Date: 2024/10/18 (Fri) 15:00 -17:00
Topic: Brain-immune interactions in nasal inflammation
Speaker: Dr. Sanae Hasegawa-Ishii (Pathology Research Team, Faculty of Health Sciences, Kyorin University, Tokyo)
Abstract:
Olfactory mucosa (OM) is exposed to environmental toxins, which cause nasal inflammation. Nasal inflammation may lead to rhinitis and chronic rhinosinusitis if inflammation persists. Epidemiological studies have reported that chronic nasal inflammation is associated with neuropsychiatric disorders, such as depression and anxiety. Anatomically, OM connects to the olfactory bulb (OB) via olfactory sensory neurons (OSNs) and to the subarachnoid space via the epineurium of olfactory nerves. These facts raise the possibility that nasal inflammation may perturb homeostasis of the brain and meninges. Thus, we examined whether/how acute and chronic nasal inflammation affects the OB and meninges. To induce chronic nasal inflammation, adult C57BL/6 male mice repeatedly received intranasal administration of saline or lipopolysaccharide (LPS) three times per week and were examined after 1, 2, 3, 10, 18 and 24 weeks. To analyze the recovery, mice received repeated LPS intranasal administration for 10 weeks and were kept free of additional treatment for another 10 weeks. To induce acute nasal inflammation, mice received a single intranasal administration of saline or LPS and were examined at 12, 24, 48, 72 and 96 hours and 1 and 2 weeks after administration. Within 3 weeks of repeated LPS intranasal administration, glial cells were activated, interneuron activity was reduced, and synaptic marker levels were decreased in the OB. Within 10 weeks, the OBs were atrophied particularly in their superficial layers, such as the olfactory nerve layer (ONL), glomerular layer (GL), and superficial external plexiform layer (sEPL). This shrinkage of the OB layers was not due to the death of OB cells, but to a reduction in the number and length of the axon initial segment of tufted cells. After stopping the LPS administration, the OBs recovered from the atrophy within 10 weeks. After a single intranasal administration of LPS, peripheral immune cells, mainly monocytes and neutrophils, infiltrated the OB in the ONL, GL and sEPL at 12-48 h after administration. The expression of chemokines such as CCL2 and CXCL1, which recruit monocytes and neutrophils, was increased in the OB and meninges, as revealed by real-time RT-PCR. Spectral flowcytometry analysis showed that the ratio of peripheral immune cells to whole immune cells (including microglia and macrophages) in the OB was about 6% in control mice but 36% in the LPS-treated mice at 24h.

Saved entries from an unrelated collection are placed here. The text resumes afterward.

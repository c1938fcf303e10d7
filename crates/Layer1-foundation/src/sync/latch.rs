//! Latch - 일회성 완료 신호

use parking_lot::{Condvar, Mutex};
use std::time::{Duration, Instant};

/// 한 번 열리면 계속 열린 상태로 남는 래치
#[derive(Debug, Default)]
pub struct Latch {
    open: Mutex<bool>,
    condvar: Condvar,
}

impl Latch {
    pub fn new() -> Self {
        Self::default()
    }

    /// 래치를 열고 모든 대기자를 깨움
    pub fn open(&self) {
        let mut open = self.open.lock();
        *open = true;
        self.condvar.notify_all();
    }

    pub fn is_open(&self) -> bool {
        *self.open.lock()
    }

    /// 열릴 때까지 대기
    pub fn wait(&self) {
        let mut open = self.open.lock();
        while !*open {
            self.condvar.wait(&mut open);
        }
    }

    /// 최대 `timeout` 동안 대기, 열렸으면 true
    pub fn wait_timeout(&self, timeout: Duration) -> bool {
        let Some(deadline) = Instant::now().checked_add(timeout) else {
            self.wait();
            return true;
        };
        let mut open = self.open.lock();

        while !*open {
            if self.condvar.wait_until(&mut open, deadline).timed_out() {
                return *open;
            }
        }

        true
    }
}
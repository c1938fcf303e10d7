//! Plugin Dependency - 선언적 의존성 / 조건
//!
//! 모든 의존성과 조건은 `test(manager)` 술어를 제공합니다.
//!
//! - `Plugin`: 다른 플러그인 클래스 (버전 요구 포함)
//! - `Package`: 실행 파일 패키지 (`PATH`에서 탐색)
//! - `OperatingSystem`: 운영체제 조건
//!
//! `conditions`가 하나라도 만족되지 않으면 해당 의존성은 적용되지 않습니다
//! (test는 true). `mandatory`가 false인 의존성의 실패는 로드를 막지 않습니다.

use super::descriptor::PluginVersion;
use super::manager::PluginManager;
use hive_foundation::Platform;
use tracing::debug;

// ============================================================================
// Condition
// ============================================================================

/// 의존성 적용 조건
#[derive(Debug, Clone, PartialEq, Eq)]
pub enum Condition {
    /// 현재 플랫폼이 일치
    OperatingSystem(Platform),

    /// 환경 변수가 설정됨
    Environment(String),

    /// 내부 조건의 부정
    Not(Box<Condition>),
}

impl Condition {
    pub fn operating_system(platform: Platform) -> Self {
        Self::OperatingSystem(platform)
    }

    pub fn negate(self) -> Self {
        Self::Not(Box::new(self))
    }

    pub fn test(&self, manager: &PluginManager) -> bool {
        match self {
            Self::OperatingSystem(platform) => manager.platform() == *platform,
            Self::Environment(name) => std::env::var_os(name).is_some(),
            Self::Not(inner) => !inner.test(manager),
        }
    }
}

// ============================================================================
// Dependency
// ============================================================================

/// 의존성 종류
#[derive(Debug, Clone, PartialEq, Eq)]
pub enum DependencyKind {
    /// 다른 플러그인 (버전이 있으면 같은 메이저 + 이상)
    Plugin {
        id: String,
        version: Option<PluginVersion>,
    },

    /// `PATH`에서 찾을 수 있어야 하는 실행 파일
    Package { name: String },

    /// 운영체제 조건 자체가 의존성
    OperatingSystem(Condition),
}

#[derive(Debug, Clone, PartialEq, Eq)]
pub struct Dependency {
    pub kind: DependencyKind,
    pub mandatory: bool,
    pub conditions: Vec<Condition>,
}

impl Dependency {
    /// 플러그인 의존성
    pub fn plugin(id: impl Into<String>) -> Self {
        Self::from_kind(DependencyKind::Plugin {
            id: id.into(),
            version: None,
        })
    }

    /// 버전 요구가 있는 플러그인 의존성
    pub fn plugin_version(id: impl Into<String>, version: PluginVersion) -> Self {
        Self::from_kind(DependencyKind::Plugin {
            id: id.into(),
            version: Some(version),
        })
    }

    /// 실행 파일 패키지 의존성
    pub fn package(name: impl Into<String>) -> Self {
        Self::from_kind(DependencyKind::Package { name: name.into() })
    }

    /// 운영체제 의존성
    pub fn operating_system(platform: Platform) -> Self {
        Self::from_kind(DependencyKind::OperatingSystem(Condition::OperatingSystem(
            platform,
        )))
    }

    fn from_kind(kind: DependencyKind) -> Self {
        Self {
            kind,
            mandatory: true,
            conditions: Vec::new(),
        }
    }

    /// 선택적 의존성으로 표시
    pub fn optional(mut self) -> Self {
        self.mandatory = false;
        self
    }

    pub fn with_condition(mut self, condition: Condition) -> Self {
        self.conditions.push(condition);
        self
    }

    /// 의존하는 플러그인 ID (플러그인 의존성일 때)
    pub fn plugin_id(&self) -> Option<&str> {
        match &self.kind {
            DependencyKind::Plugin { id, .. } => Some(id),
            _ => None,
        }
    }

    /// 모든 조건이 만족되어 의존성이 적용되는지
    pub fn applies(&self, manager: &PluginManager) -> bool {
        self.conditions.iter().all(|c| c.test(manager))
    }

    /// 의존성 만족 여부
    pub fn test(&self, manager: &PluginManager) -> bool {
        if !self.applies(manager) {
            return true;
        }

        let satisfied = match &self.kind {
            DependencyKind::Plugin { id, version } => match manager.registry().find(id) {
                Some(descriptor) => version
                    .as_ref()
                    .map_or(true, |required| descriptor.version.satisfies(required)),
                None => false,
            },
            DependencyKind::Package { name } => which::which(name).is_ok(),
            DependencyKind::OperatingSystem(condition) => condition.test(manager),
        };

        if !satisfied {
            debug!(dependency = %self, "Dependency not satisfied");
        }

        satisfied
    }
}

impl std::fmt::Display for Dependency {
    fn fmt(&self, f: &mut std::fmt::Formatter<'_>) -> std::fmt::Result {
        match &self.kind {
            DependencyKind::Plugin {
                id,
                version: Some(version),
            } => write!(f, "plugin {} (>= {})", id, version),
            DependencyKind::Plugin { id, version: None } => write!(f, "plugin {}", id),
            DependencyKind::Package { name } => write!(f, "package {}", name),
            DependencyKind::OperatingSystem(condition) => write!(f, "os {:?}", condition),
        }
    }
}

Recently, it was reported that some immune cells in the dural meninges come from the skull bone marrow and that these immune cells can move to the brain parenchyma under brain pathological conditions. Thus, skull bone marrow, meninges, and the brain parenchyma may communicate with each other in healthy and pathological conditions. We now intend to examine how this communication changes after nasal inflammation and where the peripheral immune cells that infiltrate the OB come from.